Enhanced loading regimen of teicoplanin is necessary to achieve therapeutic pharmacokinetics levels for the improvement of clinical outcomes in patients with renal dysfunction

We evaluated the clinical efficacy and safety of teicoplanin according to the pharmacokinetics (PK) therapeutic level achieved in patients with renal dysfunction. Target trough concentration (Cmin) was ≥15–30 μg/ml which has been recommended in patients with normal renal function. Adult patients (estimated glomerular filtration rate (eGFR) <60 ml/min/1.73 m2) who were treated by teicoplanin were included in the study. We adopted two types of regimen for the initial 3 days: the conventional regimen, and the enhanced loading regimen (10 mg/kg twice daily on the 1st day, followed by 6.7–10 mg/kg once daily for the 2nd and 3rd days]. Two hundred and eighty-eight patients were evaluated for safety, and 106 patients with methicillin-resistant Staphylococcus aureus (MRSA) infections were evaluated for clinical efficacy.

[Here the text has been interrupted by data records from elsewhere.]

//! File entries (spec.md component G).
//!
//! Grounded on `dfvfs/vfs/file_entry.py`: the node type of the VFS tree.
//! A `FileEntry` knows its own path spec, its stat information (computed
//! lazily — see [`LazyStat`]), its data streams/attributes, and how to
//! open a [`FileLikeObject`] onto any of its streams. Every format
//! driver's file system returns these rather than a format-specific type,
//! which is what lets the resolver and directory walkers stay format
//! agnostic above this layer.

use std::sync::{Arc, Mutex, OnceLock};

use super::attribute::Attribute;
use super::stat::{EntryType, Stat};
use super::stream::DataStream;
use crate::error::Error;
use crate::io::FileLikeObject;
use crate::path::PathSpec;

/// Caches a [`Stat`] the first time it's computed. Back ends that derive
/// stat information from an already-open header store one of these and
/// fill it from their `stat()` implementation; this is not itself part
/// of the trait because not every back end needs the indirection (a
/// virtual root entry's stat is a constant).
#[derive(Default)]
pub struct LazyStat(OnceLock<Stat>);

impl LazyStat {
    pub fn new() -> Self {
        LazyStat(OnceLock::new())
    }

    pub fn get_or_compute(&self, compute: impl FnOnce() -> Result<Stat, Error>) -> Result<Stat, Error> {
        if let Some(stat) = self.0.get() {
            return Ok(stat.clone());
        }
        let stat = compute()?;
        let _ = self.0.set(stat.clone());
        Ok(stat)
    }
}

/// A node in the virtual file system tree.
pub trait FileEntry: Send + Sync {
    fn name(&self) -> String;

    fn path_spec(&self) -> &PathSpec;

    fn stat(&self) -> Result<Stat, Error>;

    /// True for the file system's single unparented entry (spec.md §5.1:
    /// "every file system has exactly one root, reachable without
    /// consulting a directory listing").
    fn is_root(&self) -> bool {
        false
    }

    /// True for an entry the back end synthesizes rather than reads from
    /// on-disk metadata (e.g. a compressed stream's single virtual root
    /// member, spec.md §5.4).
    fn is_virtual(&self) -> bool {
        false
    }

    fn sub_file_entries(&self) -> Result<Vec<Arc<dyn FileEntry>>, Error>;

    fn get_parent_file_entry(&self) -> Result<Option<Arc<dyn FileEntry>>, Error>;

    fn data_streams(&self) -> Result<Vec<DataStream>, Error> {
        Ok(vec![DataStream::default_stream()])
    }

    fn get_data_stream(&self, name: &str) -> Result<Option<DataStream>, Error> {
        Ok(self.data_streams()?.into_iter().find(|stream| stream.name == name))
    }

    fn attributes(&self) -> Result<Vec<Attribute>, Error> {
        Ok(Vec::new())
    }

    fn number_of_data_streams(&self) -> Result<usize, Error> {
        Ok(self.data_streams()?.len())
    }

    fn number_of_attributes(&self) -> Result<usize, Error> {
        Ok(self.attributes()?.len())
    }

    /// Opens a [`FileLikeObject`] onto `data_stream` (the default stream
    /// when `None`). Returns `NotSupported` for directories and other
    /// entry types with no byte content.
    fn get_file_object(&self, data_stream: Option<&str>) -> Result<Arc<Mutex<dyn FileLikeObject>>, Error>;

    fn is_directory(&self) -> bool {
        self.stat().map(|s| s.entry_type == EntryType::Directory).unwrap_or(false)
    }

    fn is_file(&self) -> bool {
        self.stat().map(|s| s.entry_type == EntryType::File).unwrap_or(false)
    }

    fn is_link(&self) -> bool {
        self.stat().map(|s| s.entry_type == EntryType::Link).unwrap_or(false)
    }

    fn is_device(&self) -> bool {
        self.stat().map(|s| s.entry_type == EntryType::Device).unwrap_or(false)
    }

    fn is_pipe(&self) -> bool {
        self.stat().map(|s| s.entry_type == EntryType::Pipe).unwrap_or(false)
    }

    fn is_socket(&self) -> bool {
        self.stat().map(|s| s.entry_type == EntryType::Socket).unwrap_or(false)
    }

    fn is_allocated(&self) -> bool {
        self.stat().map(|s| s.is_allocated).unwrap_or(true)
    }
}

#[cfg(test)]
mod tests {
    use super::*;
    use crate::vfs::stat::Stat;

    struct StubEntry;

    impl FileEntry for StubEntry {
        fn name(&self) -> String {
            "stub".to_string()
        }

        fn path_spec(&self) -> &PathSpec {
            unimplemented!()
        }

        fn stat(&self) -> Result<Stat, Error> {
            Ok(Stat::minimal(EntryType::File, 0))
        }

        fn sub_file_entries(&self) -> Result<Vec<Arc<dyn FileEntry>>, Error> {
            Ok(Vec::new())
        }

        fn get_parent_file_entry(&self) -> Result<Option<Arc<dyn FileEntry>>, Error> {
            Ok(None)
        }

        fn get_file_object(&self, _data_stream: Option<&str>) -> Result<Arc<Mutex<dyn FileLikeObject>>, Error> {
            Err(Error::NotSupported(crate::error::NotSupported::Unimplemented("stub")))
        }
    }

    #[test]
    fn counts_default_to_the_length_of_the_listing_methods() {
        let entry = StubEntry;
        assert_eq!(entry.number_of_data_streams().unwrap(), 1);
        assert_eq!(entry.number_of_attributes().unwrap(), 0);
    }
}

A significantly higher success rate was obtained in patients who achieved the target initial Cmin compared with those that did not (75.0 % vs 50.0 %, p = 0.008). In a multivariate analysis, initial Cmin ≥15 μg/ml was an independent factor for clinical success (adjusted odds ratio: 4.20, 95 % confidence interval: 1.34–13.15). In patients with 15–30 μg/ml of maximal Cmin during therapy, nephrotoxicity occurred in 13.1 %, and hepatotoxicity in 2.6 %, and these incidences were not significantly higher compared with those patients with <15 μg/ml. In conclusion, achievement of Cmin of 15–30 μg/ml without delay was necessary to improve clinical outcomes for the treatment by teicoplanin in patients with renal dysfunction. Further investigation is required regarding the optimal loading regimen to achieve the therapeutic levels in those patients.